8 More Women Join Lawsuit Against Texas Abortion Ban, Sharing Horrific Stories
"Texas law caused me to be ... detained against my will for five days and treated like a criminal," plaintiff Kiersten Hogan told reporters.
AbortionPolitics 
                            
In a tear-filled press conference on Monday, eight more plaintiffs joined a lawsuit seeking to clarify the confusing web of archaic abortion laws governing Texas, which was brought by seven other women who’ve been denied abortions in the state. Jessica Bernardo, Kiersten Hogan, and Elizabeth Weller shared harrowing stories of fetal anomalies, medical gaslighting, and perhaps most troublingly, in Hogan’s case, being detained at a religious hospital against her will and being forced to give birth to a stillborn son.

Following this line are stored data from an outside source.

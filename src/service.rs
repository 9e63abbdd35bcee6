use std::{
    sync::Arc,
    time::{Duration, Instant},
};

use thiserror::Error;
use tokio_util::sync::CancellationToken;
use tracing::{error, info, warn};

use crate::{
    collector,
    publisher::Publisher,
    source::{BoxError, WeatherSource},
    storage::Storage,
    topology::Component,
    weather::{City, Conditions, MonitoringParams},
};

#[derive(Error, Debug)]
pub enum Error {
    #[error("collection failed: {0}")]
    Collect(#[source] collector::Error),

    #[error("storage {1} failed: {0}")]
    Storage(#[source] BoxError, String),

    #[error("publisher {1} failed: {0}")]
    Publish(#[source] BoxError, String),
}

pub struct WeatherService {
    pub cities: Vec<City>,

    pub params: Arc<MonitoringParams>,

    pub worker_pool_size: usize,

    /// Once elapsed, a collection run stops starting new fetches.
    pub collect_timeout: Option<Duration>,

    pub source: Component<dyn WeatherSource>,

    pub storage: Component<dyn Storage>,

    pub publishers: Vec<Component<dyn Publisher>>,
}

impl WeatherService {
    pub async fn init(&self) -> Result<(), Error> {
        self.storage
            .component
            .init()
            .await
            .map_err(|e| Error::Storage(e, self.storage.name.clone()))
    }

    /// Fetches the current weather of every configured city and stores the
    /// conditions that could be collected.
    pub async fn collect_data(&self, cancel: CancellationToken) -> Result<usize, Error> {
        let start = Instant::now();
        let run = cancel.child_token();

        let deadline = self.collect_timeout.map(|timeout| {
            let run = run.clone();
            tokio::spawn(async move {
                tokio::time::sleep(timeout).await;
                warn!(?timeout, "collection timed out, no new fetches will be started");
                run.cancel();
            })
        });

        let source = self.source.component.clone();
        let fetch = move |city: City, params: Arc<MonitoringParams>| {
            let source = source.clone();
            async move { source.current_weather(&city, &params).await }
        };

        let collected = collector::collect(
            self.cities.clone(),
            self.params.clone(),
            self.worker_pool_size,
            fetch,
            run,
        )
        .await;

        if let Some(deadline) = deadline {
            deadline.abort();
        }

        let conditions = Conditions::from(collected.map_err(Error::Collect)?);

        self.storage
            .component
            .save_conditions(&conditions)
            .await
            .map_err(|e| Error::Storage(e, self.storage.name.clone()))?;

        info!(
            source = %self.source.name,
            saved = conditions.len(),
            cities = self.cities.len(),
            elapsed = ?start.elapsed(),
            "successfully saved reported cities"
        );

        Ok(conditions.len())
    }

    /// Publishes the stored conditions to every publisher.
    ///
    /// Every publisher is attempted; the first failure is returned.
    pub async fn send_data(&self) -> Result<(), Error> {
        let conditions = self
            .storage
            .component
            .get_conditions()
            .await
            .map_err(|e| Error::Storage(e, self.storage.name.clone()))?;

        if conditions.is_empty() {
            warn!("no stored conditions, skipping publishing");
            return Ok(());
        }

        let mut first_error = None;

        for publisher in &self.publishers {
            let start = Instant::now();

            match publisher.component.publish(&conditions).await {
                Ok(()) => info!(
                    publisher = %publisher.name,
                    conditions = conditions.len(),
                    elapsed = ?start.elapsed(),
                    "weather conditions published"
                ),
                Err(e) => {
                    error!(publisher = %publisher.name, error = %e, "error publishing conditions");
                    first_error.get_or_insert(Error::Publish(e, publisher.name.clone()));
                }
            }
        }

        first_error.map_or(Ok(()), Err)
    }
}

#[cfg(test)]
pub mod test {
    use super::*;
    use crate::{
        publisher::PublisherResult,
        source::SourceResult,
        storage::StorageResult,
        testing,
        weather::CityWeatherCondition,
    };
    use async_trait::async_trait;
    use std::sync::Mutex;

    pub struct FakeSource {
        pub failing: Vec<&'static str>,

        pub delay: Duration,
    }

    #[async_trait]
    impl WeatherSource for FakeSource {
        async fn current_weather(
            &self,
            city: &City,
            _params: &MonitoringParams,
        ) -> SourceResult<CityWeatherCondition> {
            tokio::time::sleep(self.delay).await;

            if self.failing.contains(&city.name.as_str()) {
                return Err("client error".into());
            }

            Ok(testing::condition_for(city))
        }
    }

    #[derive(Default)]
    pub struct FakeStorage {
        pub saved: Mutex<Vec<Conditions>>,

        pub stored: Conditions,

        pub fail: bool,
    }

    #[async_trait]
    impl Storage for FakeStorage {
        async fn save_conditions(&self, conditions: &Conditions) -> StorageResult<()> {
            self.saved.lock().unwrap().push(conditions.clone());

            if self.fail {
                return Err("storage error".into());
            }

            Ok(())
        }

        async fn get_conditions(&self) -> StorageResult<Conditions> {
            if self.fail {
                return Err("storage error".into());
            }

            Ok(self.stored.clone())
        }
    }

    #[derive(Default)]
    pub struct FakePublisher {
        pub published: Mutex<Vec<Conditions>>,

        pub fail: bool,
    }

    #[async_trait]
    impl Publisher for FakePublisher {
        async fn publish(&self, conditions: &Conditions) -> PublisherResult<()> {
            self.published.lock().unwrap().push(conditions.clone());

            if self.fail {
                return Err("broker unavailable".into());
            }

            Ok(())
        }
    }

    pub fn service(
        source: FakeSource,
        storage: Arc<FakeStorage>,
        publishers: Vec<Arc<FakePublisher>>,
    ) -> WeatherService {
        WeatherService {
            cities: testing::cities(),
            params: Arc::new(testing::params()),
            worker_pool_size: 3,
            collect_timeout: None,
            source: Component::new("fake", Arc::new(source) as Arc<dyn WeatherSource>),
            storage: Component::new("fake", storage as Arc<dyn Storage>),
            publishers: publishers
                .into_iter()
                .enumerate()
                .map(|(i, p)| Component::new(format!("fake-{i}"), p as Arc<dyn Publisher>))
                .collect(),
        }
    }

    fn source(failing: Vec<&'static str>) -> FakeSource {
        FakeSource {
            failing,
            delay: Duration::ZERO,
        }
    }

    #[tokio::test]
    async fn test_collect_saves_all_conditions() {
        let storage = Arc::new(FakeStorage::default());
        let service = service(source(vec![]), storage.clone(), vec![]);

        let saved = service.collect_data(CancellationToken::new()).await.unwrap();

        assert_eq!(saved, 3);
        let batches = storage.saved.lock().unwrap();
        assert_eq!(batches.len(), 1);
        assert_eq!(
            batches[0].clone().sorted_by_city(),
            Conditions::from(vec![testing::berlin(), testing::london(), testing::paris()])
        );
    }

    #[tokio::test]
    async fn test_collect_skips_failed_city() {
        let storage = Arc::new(FakeStorage::default());
        let service = service(source(vec!["London"]), storage.clone(), vec![]);

        let saved = service.collect_data(CancellationToken::new()).await.unwrap();

        assert_eq!(saved, 2);
        assert_eq!(
            storage.saved.lock().unwrap()[0].clone().sorted_by_city(),
            Conditions::from(vec![testing::berlin(), testing::paris()])
        );
    }

    #[tokio::test]
    async fn test_collect_storage_error() {
        let storage = Arc::new(FakeStorage {
            fail: true,
            ..Default::default()
        });
        let service = service(source(vec![]), storage.clone(), vec![]);

        let result = service.collect_data(CancellationToken::new()).await;

        assert!(matches!(result, Err(Error::Storage(_, name)) if name == "fake"));
        assert_eq!(storage.saved.lock().unwrap()[0].len(), 3);
    }

    #[tokio::test]
    async fn test_collect_timeout_stops_new_fetches() {
        let storage = Arc::new(FakeStorage::default());
        let mut service = service(
            FakeSource {
                failing: vec![],
                delay: Duration::from_millis(50),
            },
            storage.clone(),
            vec![],
        );
        service.worker_pool_size = 1;
        service.collect_timeout = Some(Duration::from_millis(10));

        let saved = service.collect_data(CancellationToken::new()).await.unwrap();

        assert_eq!(saved, 1);
    }

    #[tokio::test]
    async fn test_send_publishes_stored_conditions() {
        let stored = Conditions::from(vec![testing::berlin(), testing::paris()]);
        let storage = Arc::new(FakeStorage {
            stored: stored.clone(),
            ..Default::default()
        });
        let publisher = Arc::new(FakePublisher::default());
        let service = service(source(vec![]), storage, vec![publisher.clone()]);

        service.send_data().await.unwrap();

        assert_eq!(*publisher.published.lock().unwrap(), vec![stored]);
    }

    #[tokio::test]
    async fn test_send_skips_empty_storage() {
        let publisher = Arc::new(FakePublisher::default());
        let service = service(
            source(vec![]),
            Arc::new(FakeStorage::default()),
            vec![publisher.clone()],
        );

        service.send_data().await.unwrap();

        assert!(publisher.published.lock().unwrap().is_empty());
    }

    #[tokio::test]
    async fn test_send_tries_every_publisher() {
        let storage = Arc::new(FakeStorage {
            stored: Conditions::from(vec![testing::london()]),
            ..Default::default()
        });
        let failing = Arc::new(FakePublisher {
            fail: true,
            ..Default::default()
        });
        let working = Arc::new(FakePublisher::default());
        let service = service(
            source(vec![]),
            storage,
            vec![failing.clone(), working.clone()],
        );

        let result = service.send_data().await;

        assert!(matches!(result, Err(Error::Publish(_, name)) if name == "fake-0"));
        assert_eq!(failing.published.lock().unwrap().len(), 1);
        assert_eq!(working.published.lock().unwrap().len(), 1);
    }

    #[tokio::test]
    async fn test_send_storage_error() {
        let storage = Arc::new(FakeStorage {
            fail: true,
            ..Default::default()
        });
        let publisher = Arc::new(FakePublisher::default());
        let service = service(source(vec![]), storage, vec![publisher.clone()]);

        assert!(matches!(service.send_data().await, Err(Error::Storage(..))));
        assert!(publisher.published.lock().unwrap().is_empty());
    }
}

The lawsuit, originally filed in March, asks a judge to temporarily (and eventually permanently) suspend Texas from enforcing the state’s civil penalties against abortions when there are pregnancy complications. The plaintiffs claim that the state’s abortion restrictions are delaying care for pregnant patients and hurting doctors. “Texas law caused me to be … detained against my will for five days and treated like a criminal all during the most traumatic and heartbreaking experience I’ve had in my life to date,” Hogan, one of the new plaintiffs, told reporters on Monday. “I’m joining this case because women deserve better.”
Hogan experienced a stillbirth after her water broke at 19 weeks of pregnancy. Before that, she contends she was detained at a religious hospital and given repeated religious counseling, despite telling providers that she did not want it. There was no talk of emergency procedures or an abortion. The best they could offer was to wait and “monitor [the] situation.”
In June 2021, Hogan was living in Oklahoma when her period was 12 days late. “When I saw the positive result on the drugstore pregnancy test, I was certain that this would be my only chance to have a baby,” she continued, explaining that after a history of miscarriages and a PCOS diagnosis, she didn’t expect to be able to carry a pregnancy to term.